Distintamente, não dispõem sobre o conteúdo de uma situação jurídica abstraindo
dos factos que lhes deram origem as disposições da lei nova relativas aos contratos
assistidas de natureza meramente dispositiva.
XX. Mera explicitação, à luz da construção própria da doutrina do facto passado, do
princípio da irretroactividade consagrado na primeira parte do n.º 1, a solução
vertida na segunda parte do n.º 2 não monta a acolhimento de retroactividade – cp.,
todavia, A. MENEZES CORDEIRO, 2019: 856-857 –, antes aludindo os autores e os
tribunais, a seu respeito, a «aplicação imediata», «retrospectividade» ou a
«retroactividade inautêntica ou imprópria» (I. GALVÃO TELLES, 2001: 293).

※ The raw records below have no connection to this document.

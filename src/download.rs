//! Streaming HTTP downloads to disk.

use std::{fs::File, io::Write, path::Path};

use anyhow::{anyhow, Result};
use futures::StreamExt;

/// Downloads the resource at `url` and writes it to `file_path` in chunks.
/// Returns the number of bytes written.
pub async fn download_file(url: &str, file_path: &Path) -> Result<u64> {
    let response = reqwest::get(url).await?;

    if !response.status().is_success() {
        return Err(anyhow!("failed to download {}: HTTP {}", url, response.status()));
    }

    let mut file = File::create(file_path)?;
    let mut written = 0u64;
    let mut stream = response.bytes_stream();

    while let Some(chunk) = stream.next().await {
        let chunk = chunk?;
        file.write_all(&chunk)?;
        written += chunk.len() as u64;
    }

    Ok(written)
}
//! Print manual-download guidance for California topography data.
//!
//! The high-resolution 3DEP tiles have no scriptable bulk endpoint, so this
//! command only explains where to get them and where to put them.

pub fn topography() {
    println!("CALIFORNIA TOPOGRAPHY DATA DOWNLOAD");
    println!("Data source: USGS 3D Elevation Program (3DEP)");
    println!(
        r#"
California DEM data can be downloaded from:

1. USGS National Map Viewer (recommended)
   URL: https://apps.nationalmap.gov/downloader/

   Steps:
   - Click "Find Products"
   - Extent: draw a box around California, or enter coordinates:
       North: 42.0, South: 32.5, West: -124.5, East: -114.0
   - Datasets: check "Elevation Products (3DEP)"
   - Select "1/3 arc-second DEM" (10-meter resolution)
   - Download the tiles covering California
   - Save them to data/raw/topography/

2. OpenTopography (research quality, higher resolutions)
   URL: https://opentopography.org/ (free account required)

3. SRTM (global, 30-meter resolution)
   Run `cafire elevation` to fetch the SRTM tiles automatically, or use
   USGS EarthExplorer.

After downloading, the DEM is processed into slope and aspect downstream;
fires spread faster uphill and south-facing slopes carry drier vegetation.
"#
    );
}
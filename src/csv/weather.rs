//! Save CDO station listings and daily observations to CSV files.

use std::path::Path;

use anyhow::Result;
use csv::Writer;

use crate::cdo::{Observation, Station};

pub fn save_observations(observations: &[Observation], file_path: &Path) -> Result<()> {
    let mut writer = Writer::from_path(file_path)?;

    for observation in observations {
        writer.serialize(observation)?;
    }
    writer.flush()?;

    Ok(())
}

pub fn save_stations(stations: &[Station], file_path: &Path) -> Result<()> {
    let mut writer = Writer::from_path(file_path)?;

    for station in stations {
        writer.serialize(station)?;
    }
    writer.flush()?;

    Ok(())
}

// -- Tests -------------------------------------------------------------------

#[cfg(test)]
mod test {

    use super::*;

    #[test]
    fn should_write_observations() {
        let tmp = tempfile::TempDir::new().unwrap();
        let file_path = tmp.path().join("observations.csv");

        let observations = vec![
            Observation {
                station: "GHCND:USC00040001".to_string(),
                date: "2020-01-01T00:00:00".to_string(),
                datatype: "TMAX".to_string(),
                attributes: Some(",,W,0700".to_string()),
                value: 18.3,
            },
            Observation {
                station: "GHCND:USC00040001".to_string(),
                date: "2020-01-01T00:00:00".to_string(),
                datatype: "PRCP".to_string(),
                attributes: None,
                value: 0.0,
            },
        ];

        save_observations(&observations, &file_path).unwrap();

        let mut reader = csv::Reader::from_path(&file_path).unwrap();
        let headers = reader.headers().unwrap().clone();
        assert_eq!(
            headers.iter().collect::<Vec<_>>(),
            vec!["station", "date", "datatype", "attributes", "value"]
        );

        let rows: Vec<csv::StringRecord> = reader.records().map(|r| r.unwrap()).collect();
        assert_eq!(rows.len(), 2);
        assert_eq!(&rows[0][2], "TMAX");
        assert_eq!(&rows[1][3], "");
    }

    #[test]
    fn should_write_stations() {
        let tmp = tempfile::TempDir::new().unwrap();
        let file_path = tmp.path().join("stations.csv");

        let stations = vec![Station {
            id: "GHCND:USC00040693".to_string(),
            name: "BERKELEY, CA US".to_string(),
            latitude: Some(37.8),
            longitude: Some(-122.26),
            elevation: Some(96.0),
            elevation_unit: Some("METERS".to_string()),
            mindate: "1893-01-01".to_string(),
            maxdate: "2025-08-01".to_string(),
            datacoverage: Some(0.97),
        }];

        save_stations(&stations, &file_path).unwrap();

        let mut reader = csv::Reader::from_path(&file_path).unwrap();
        let rows: Vec<csv::StringRecord> = reader.records().map(|r| r.unwrap()).collect();
        assert_eq!(rows.len(), 1);
        assert_eq!(&rows[0][0], "GHCND:USC00040693");
    }
}
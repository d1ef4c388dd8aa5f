//! Handles serialising and saving data to disk in the _CSV_ file format.

pub mod climdiv;
pub mod population;
pub mod weather;

pub use climdiv::save_climdiv;
pub use population::save_population;
pub use weather::{save_observations, save_stations};
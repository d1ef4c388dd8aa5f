pub mod climate_divisions;
pub mod county_weather;
pub mod drought;
pub mod elevation;
pub mod population;
pub mod population_excel;
pub mod topography;
pub mod weather;

use std::{fs, path::PathBuf};

use anyhow::Result;

pub use climate_divisions::climate_divisions;
pub use county_weather::county_weather;
pub use drought::drought;
pub use elevation::elevation;
pub use population::population;
pub use population_excel::population_excel;
pub use topography::topography;
pub use weather::weather;

/// Creates (if needed) and returns the output directory for one dataset.
///
/// Every command owns one subdirectory under `data/`; nothing else ties the
/// outputs together.
pub fn data_dir(subdir: &str) -> Result<PathBuf> {
    let dir = PathBuf::from("data").join(subdir);
    fs::create_dir_all(&dir)?;

    Ok(dir)
}

// -- Tests -------------------------------------------------------------------
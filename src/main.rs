mod cdo;
mod cli;
mod config;
mod csv;
mod download;
mod reading;

use anyhow::{Error, Result};
use clap::Parser;
use cli::{command, Cli, Commands};

#[tokio::main]
async fn main() -> Result<(), Error> {
    config::load_dotenv();

    let cli = Cli::parse();

    match &cli.command {
        Commands::Weather {} => match command::weather().await {
            Ok(filename) => println!("File saved to `{}`", filename),
            Err(e) => eprintln!("Error: {}", e),
        },
        Commands::CountyWeather {} => match command::county_weather().await {
            Ok(dirname) => println!("Files saved to `{}`", dirname),
            Err(e) => eprintln!("Error: {}", e),
        },
        Commands::Drought {} => match command::drought().await {
            Ok(filename) => println!("File saved to `{}`", filename),
            Err(e) => eprintln!("Error: {}", e),
        },
        Commands::ClimateDivisions {} => match command::climate_divisions().await {
            Ok(filename) => println!("File saved to `{}`", filename),
            Err(e) => eprintln!("Error: {}", e),
        },
        Commands::Population {} => match command::population().await {
            Ok(filename) => println!("File saved to `{}`", filename),
            Err(e) => eprintln!("Error: {}", e),
        },
        Commands::PopulationExcel {} => {
            if let Err(e) = command::population_excel() {
                eprintln!("Error: {}", e);
            }
        }
        Commands::Elevation {} => match command::elevation().await {
            Ok(dirname) => println!("Files saved to `{}`", dirname),
            Err(e) => eprintln!("Error: {}", e),
        },
        Commands::Topography {} => command::topography(),
    }

    Ok(())
}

Ocorrendo retroactividade aí onde a lei disponha para o passado (ou também para o
passado), determinando a produção de efeitos novos em relação a situações jurídicas
já findas, embora não necessariamente consolidadas através do instituto do caso
julgado, descortina-se retrospectividade aí onde tenha lugar a imediata aplicação da
lei nova a situações constituídas à sombra de lei antiga e ainda não esgotadas.
XXI. Os quatro pressupostos referidos em XI supra e que, como ficou dito,
densificam o conceito de protecção da confiança legítima também têm pelo Tribunal
Constitucional sido aplicados aos casos de «retrospectividade» ou de
«retroactividade imprópria» (cf., a este respeito, M.L. AMARAL, 2005: 183-184).
XXII. Enquanto anteriormente usara as expressões «presume-se» (n.º 1, 2ª parte) e
«entende-se, em caso de dúvida» (n.º 2, 1ª parte), o legislador serve-se, no quadro da
segunda parte do n.º 2, de forma – «entender-se-á» – de cunho aparentemente
injuntivo. Sem embargo, na dissonância não parece de ver senão uma opção de
estilo, termos em que valerá com respeito à segunda parte do n.º 2 o que ficou
posto, supra, sob 7. II (neste sentido, A. MARQUES FERREIRA, 1995: 86; J.